Extinction Rebellion successfully aestheticised the political. This is how it generated its engagement at the same time as undermining its own capacity for generating structural change—aesthetisation itself undermines the political. Participation in the sense of the political is to stake something, to put something that matters on the line. If arrest either costs you nothing or gets you something it cannot be a political act.  The accusation that it is a movement of and for the privileged was not really a charge that it enclosed direction action such that only those who could afford arrest were able to act politically by its lights; the problem was the opposite, perpetuated by both accusers and accused: that only those who could be arrested without risking politics were able to participate fully in the XR identity. In other words, that it was an exclusive brand masquerading as an inclusive brand. That this was conveyed as a limiting of the political inclusivity of XR only served to bolster the illusion that XR was ever anything like a political movement. That it generated large amounts of engagement is no mystery—it did so by ensuring engagement need not be political. Political engagement is costly, involving personal risk for collective struggle. Consumer engagement is cheap, requiring only the performance of ideology in return for symbolic self-realisation.

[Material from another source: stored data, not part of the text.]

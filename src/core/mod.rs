pub mod confidence;
pub mod errors;
pub mod geometry;
pub mod model;

pub use errors::{OcrError, OcrResult};
pub use geometry::Rect;
pub use model::{Block, Choice, Level, NodeRef, PageLayout, Paragraph, Symbol, TextLine, Word};
use crate::core::errors::OcrResult;
use crate::core::model::PageLayout;
use crate::export::{ExportFormat, Exporter};

/// Pretty-printed serde dump of the whole page model.
#[derive(Debug, Clone, Default)]
pub struct JsonExporter;

impl JsonExporter {
    pub fn new() -> Self {
        Self
    }
}

impl Exporter for JsonExporter {
    fn format(&self) -> ExportFormat {
        ExportFormat::Json
    }

    fn render(&self, layout: &PageLayout) -> OcrResult<String> {
        Ok(serde_json::to_string_pretty(layout)?)
    }
}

A recent advert for Squarespace ran with the tagline “a website makes it real”. It is this sense of the real that dominates the logic of value in foamic space. The real is a cipher for a highly specialised yet socially distributed optics of value whose operation renders unreal all that is not curated, that is: coded in the form of an identity synthesised from salvaged fragments of whatever (literally whatever: value is entirely synthetic, brought into being in the act of curation itself). The essentially exclusionary mechanics of curation serve two purposes: i. removing all elements that overstep and thus threaten the implicit norms constituting the identity (heterogeneity is nominally welcomed, even expected—but only within strict confines imposed from above. True heterogeneity is impossible, since difference is generative and inherently dispersive, a force that fractures identities) ii. masking the violence of fragmentation and salvage, making both them and their victims literally invisible, because unreal ie. passed over by the optics of value (ie. doesn’t have a website). The primacy of curation over creation is characteristic of foamy culture, its trend the inevitable absorption of the latter by the former. Technologically facilitated curatorial practices seep through all media, which by now includes physical reality itself. Everywhere organic unities are shattered and replaced by an artificial synthesis of the fragments. This is the curatorial operation: authenticity bent to the constraint of seriality, as Baudrillard once put it.